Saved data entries
>>>

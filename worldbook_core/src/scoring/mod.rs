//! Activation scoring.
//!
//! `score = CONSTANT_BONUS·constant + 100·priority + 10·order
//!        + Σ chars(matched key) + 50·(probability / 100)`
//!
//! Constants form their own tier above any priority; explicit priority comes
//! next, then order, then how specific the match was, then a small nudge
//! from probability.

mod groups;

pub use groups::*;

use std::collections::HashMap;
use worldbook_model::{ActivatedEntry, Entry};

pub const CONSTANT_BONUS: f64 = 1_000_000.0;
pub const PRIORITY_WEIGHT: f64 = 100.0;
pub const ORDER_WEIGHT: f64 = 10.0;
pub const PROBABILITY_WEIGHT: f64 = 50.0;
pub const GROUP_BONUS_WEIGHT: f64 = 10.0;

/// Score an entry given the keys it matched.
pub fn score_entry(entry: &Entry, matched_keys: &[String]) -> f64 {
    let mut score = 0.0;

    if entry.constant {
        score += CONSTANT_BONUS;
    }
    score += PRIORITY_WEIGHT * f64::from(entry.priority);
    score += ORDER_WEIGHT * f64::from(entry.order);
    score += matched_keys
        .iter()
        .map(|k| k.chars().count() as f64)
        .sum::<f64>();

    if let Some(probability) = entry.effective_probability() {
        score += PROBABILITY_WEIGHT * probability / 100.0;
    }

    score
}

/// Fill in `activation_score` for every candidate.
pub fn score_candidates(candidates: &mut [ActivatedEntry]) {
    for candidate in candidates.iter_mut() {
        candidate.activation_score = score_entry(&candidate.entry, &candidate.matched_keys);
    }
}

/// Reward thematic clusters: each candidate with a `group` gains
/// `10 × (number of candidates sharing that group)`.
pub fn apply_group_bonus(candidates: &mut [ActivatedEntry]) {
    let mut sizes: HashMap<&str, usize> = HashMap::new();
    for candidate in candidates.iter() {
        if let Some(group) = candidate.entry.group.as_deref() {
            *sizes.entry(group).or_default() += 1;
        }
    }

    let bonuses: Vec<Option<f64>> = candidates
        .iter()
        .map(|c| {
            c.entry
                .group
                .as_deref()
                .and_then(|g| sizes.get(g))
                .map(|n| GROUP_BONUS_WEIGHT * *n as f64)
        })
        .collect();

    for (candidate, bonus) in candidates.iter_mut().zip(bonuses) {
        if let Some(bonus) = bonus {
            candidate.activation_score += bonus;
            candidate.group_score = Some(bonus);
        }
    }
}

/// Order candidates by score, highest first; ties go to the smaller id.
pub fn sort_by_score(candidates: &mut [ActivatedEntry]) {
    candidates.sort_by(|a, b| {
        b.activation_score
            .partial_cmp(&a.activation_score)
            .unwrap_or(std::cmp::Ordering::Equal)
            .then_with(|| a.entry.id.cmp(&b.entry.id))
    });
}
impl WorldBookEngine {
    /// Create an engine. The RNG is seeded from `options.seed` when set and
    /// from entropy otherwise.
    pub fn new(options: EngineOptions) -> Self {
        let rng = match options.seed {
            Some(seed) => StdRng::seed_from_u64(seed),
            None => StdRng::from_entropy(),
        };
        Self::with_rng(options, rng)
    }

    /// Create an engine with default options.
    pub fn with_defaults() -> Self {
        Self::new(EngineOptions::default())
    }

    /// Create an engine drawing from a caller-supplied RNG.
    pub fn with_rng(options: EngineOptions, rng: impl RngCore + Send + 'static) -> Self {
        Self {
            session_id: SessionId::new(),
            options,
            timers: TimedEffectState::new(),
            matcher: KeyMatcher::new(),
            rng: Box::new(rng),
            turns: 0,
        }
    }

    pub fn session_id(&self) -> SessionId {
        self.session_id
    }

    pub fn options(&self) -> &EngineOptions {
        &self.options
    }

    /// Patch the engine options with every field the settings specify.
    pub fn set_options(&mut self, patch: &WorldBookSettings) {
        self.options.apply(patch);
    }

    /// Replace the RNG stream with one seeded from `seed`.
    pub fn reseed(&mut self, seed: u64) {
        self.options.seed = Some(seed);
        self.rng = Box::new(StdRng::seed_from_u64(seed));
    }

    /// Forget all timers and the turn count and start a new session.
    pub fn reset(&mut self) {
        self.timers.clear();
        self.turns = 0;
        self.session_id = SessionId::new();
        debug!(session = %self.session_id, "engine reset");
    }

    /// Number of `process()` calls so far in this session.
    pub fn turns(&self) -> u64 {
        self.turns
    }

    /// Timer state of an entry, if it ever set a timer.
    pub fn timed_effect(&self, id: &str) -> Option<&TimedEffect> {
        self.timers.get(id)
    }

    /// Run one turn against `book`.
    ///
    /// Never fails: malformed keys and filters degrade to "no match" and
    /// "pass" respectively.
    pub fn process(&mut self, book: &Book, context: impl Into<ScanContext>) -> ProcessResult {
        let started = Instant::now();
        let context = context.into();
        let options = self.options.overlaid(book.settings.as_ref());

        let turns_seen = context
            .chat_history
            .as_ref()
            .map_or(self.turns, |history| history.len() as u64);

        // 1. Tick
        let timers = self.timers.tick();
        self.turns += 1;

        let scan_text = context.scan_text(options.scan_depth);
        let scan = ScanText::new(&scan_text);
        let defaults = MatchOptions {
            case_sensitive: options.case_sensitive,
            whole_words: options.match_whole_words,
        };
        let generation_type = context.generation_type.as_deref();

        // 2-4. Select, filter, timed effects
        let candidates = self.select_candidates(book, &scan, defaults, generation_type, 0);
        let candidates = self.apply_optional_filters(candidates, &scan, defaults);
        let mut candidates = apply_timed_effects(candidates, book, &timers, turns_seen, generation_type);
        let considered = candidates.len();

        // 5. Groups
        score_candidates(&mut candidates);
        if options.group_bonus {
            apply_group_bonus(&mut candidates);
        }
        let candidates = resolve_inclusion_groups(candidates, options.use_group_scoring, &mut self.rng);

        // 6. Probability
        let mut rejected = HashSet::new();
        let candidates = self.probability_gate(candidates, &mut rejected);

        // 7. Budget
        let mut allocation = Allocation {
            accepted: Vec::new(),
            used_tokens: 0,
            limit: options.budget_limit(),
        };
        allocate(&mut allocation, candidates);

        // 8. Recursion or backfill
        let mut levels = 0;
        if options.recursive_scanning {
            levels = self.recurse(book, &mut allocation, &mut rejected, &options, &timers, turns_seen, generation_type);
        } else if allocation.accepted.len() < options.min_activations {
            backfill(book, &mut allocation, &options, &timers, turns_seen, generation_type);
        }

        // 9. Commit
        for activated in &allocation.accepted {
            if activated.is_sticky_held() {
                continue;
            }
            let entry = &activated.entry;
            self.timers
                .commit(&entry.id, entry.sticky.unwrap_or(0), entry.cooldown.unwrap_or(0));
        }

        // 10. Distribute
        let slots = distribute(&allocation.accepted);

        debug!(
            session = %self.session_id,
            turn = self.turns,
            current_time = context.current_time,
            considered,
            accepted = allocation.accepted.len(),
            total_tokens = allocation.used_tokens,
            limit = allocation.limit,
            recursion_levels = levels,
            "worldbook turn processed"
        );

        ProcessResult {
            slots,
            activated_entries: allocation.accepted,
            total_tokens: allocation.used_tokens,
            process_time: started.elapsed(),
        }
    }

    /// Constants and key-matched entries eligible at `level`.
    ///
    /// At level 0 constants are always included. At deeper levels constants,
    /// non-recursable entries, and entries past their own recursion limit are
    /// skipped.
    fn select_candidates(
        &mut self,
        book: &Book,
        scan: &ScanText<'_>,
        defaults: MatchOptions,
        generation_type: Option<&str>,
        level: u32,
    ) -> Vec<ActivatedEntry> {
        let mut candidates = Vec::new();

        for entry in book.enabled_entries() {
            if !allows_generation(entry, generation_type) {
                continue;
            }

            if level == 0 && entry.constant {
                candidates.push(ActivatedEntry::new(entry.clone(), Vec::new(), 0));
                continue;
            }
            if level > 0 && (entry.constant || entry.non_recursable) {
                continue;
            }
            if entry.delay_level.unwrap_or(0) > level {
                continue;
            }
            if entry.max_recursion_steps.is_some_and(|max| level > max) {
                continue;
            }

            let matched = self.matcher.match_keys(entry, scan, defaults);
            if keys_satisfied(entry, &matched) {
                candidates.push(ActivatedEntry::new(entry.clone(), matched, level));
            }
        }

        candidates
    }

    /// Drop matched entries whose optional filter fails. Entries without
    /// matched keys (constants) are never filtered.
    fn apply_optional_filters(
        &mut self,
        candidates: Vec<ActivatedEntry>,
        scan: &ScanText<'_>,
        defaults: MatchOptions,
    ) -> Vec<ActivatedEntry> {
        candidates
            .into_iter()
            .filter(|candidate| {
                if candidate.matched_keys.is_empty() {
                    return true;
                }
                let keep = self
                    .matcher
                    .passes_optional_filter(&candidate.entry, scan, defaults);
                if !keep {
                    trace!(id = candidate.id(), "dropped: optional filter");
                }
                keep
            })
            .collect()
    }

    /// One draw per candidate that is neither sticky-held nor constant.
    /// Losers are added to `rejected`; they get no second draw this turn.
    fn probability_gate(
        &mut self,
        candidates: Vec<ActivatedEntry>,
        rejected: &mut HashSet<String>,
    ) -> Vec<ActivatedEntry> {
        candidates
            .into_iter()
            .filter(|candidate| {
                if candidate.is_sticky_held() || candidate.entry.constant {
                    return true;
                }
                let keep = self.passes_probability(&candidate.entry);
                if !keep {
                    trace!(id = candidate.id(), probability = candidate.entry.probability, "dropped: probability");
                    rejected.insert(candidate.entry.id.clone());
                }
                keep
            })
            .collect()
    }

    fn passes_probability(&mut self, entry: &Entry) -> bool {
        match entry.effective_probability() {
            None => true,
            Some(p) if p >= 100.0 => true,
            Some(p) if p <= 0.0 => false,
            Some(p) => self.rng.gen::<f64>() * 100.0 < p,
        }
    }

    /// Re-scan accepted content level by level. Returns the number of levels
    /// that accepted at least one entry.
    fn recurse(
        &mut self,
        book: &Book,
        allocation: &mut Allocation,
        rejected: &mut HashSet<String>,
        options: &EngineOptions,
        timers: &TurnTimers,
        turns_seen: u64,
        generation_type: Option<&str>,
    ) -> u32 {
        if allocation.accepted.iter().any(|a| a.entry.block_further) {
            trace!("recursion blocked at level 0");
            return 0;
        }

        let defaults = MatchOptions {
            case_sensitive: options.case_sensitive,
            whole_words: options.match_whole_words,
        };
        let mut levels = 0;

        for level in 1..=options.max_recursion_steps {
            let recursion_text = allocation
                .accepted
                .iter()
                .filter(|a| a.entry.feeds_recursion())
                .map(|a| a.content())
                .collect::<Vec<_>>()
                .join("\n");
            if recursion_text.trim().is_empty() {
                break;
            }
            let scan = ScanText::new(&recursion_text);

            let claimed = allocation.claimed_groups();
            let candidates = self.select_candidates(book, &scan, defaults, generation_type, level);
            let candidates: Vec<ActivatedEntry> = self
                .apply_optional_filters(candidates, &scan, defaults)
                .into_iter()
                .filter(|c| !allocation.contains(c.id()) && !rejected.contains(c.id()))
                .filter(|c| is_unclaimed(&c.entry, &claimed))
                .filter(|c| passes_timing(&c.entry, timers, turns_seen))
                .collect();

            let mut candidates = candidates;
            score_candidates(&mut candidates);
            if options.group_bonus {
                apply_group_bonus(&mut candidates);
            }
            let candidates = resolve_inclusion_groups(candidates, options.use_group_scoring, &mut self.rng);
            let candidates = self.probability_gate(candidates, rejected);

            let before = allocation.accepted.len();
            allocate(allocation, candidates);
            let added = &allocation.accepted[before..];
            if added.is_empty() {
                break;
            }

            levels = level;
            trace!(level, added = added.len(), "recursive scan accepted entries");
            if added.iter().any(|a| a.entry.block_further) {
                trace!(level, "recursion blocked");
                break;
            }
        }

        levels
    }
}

<<<

**PROBLEM TO WORK ON:**
The first line of the records and every line down to the line with "pub const PRIORITY_WEIGHT: f64 = 100.0;" must be quoted exactly; leave out all else.

**WRITTEN SOLUTION:**
filename worldbook_core/src/scoring/mod.rs
//! Activation scoring.
//!
//! `score = CONSTANT_BONUS·constant + 100·priority + 10·order
//!        + Σ chars(matched key) + 50·(probability / 100)`
//!
//! Constants form their own tier above any priority; explicit priority comes
//! next, then order, then how specific the match was, then a small nudge
//! from probability.

mod groups;

pub use groups::*;

use std::collections::HashMap;
use worldbook_model::{ActivatedEntry, Entry};

pub const CONSTANT_BONUS: f64 = 1_000_000.0;
pub const PRIORITY_WEIGHT: f64 = 100.0;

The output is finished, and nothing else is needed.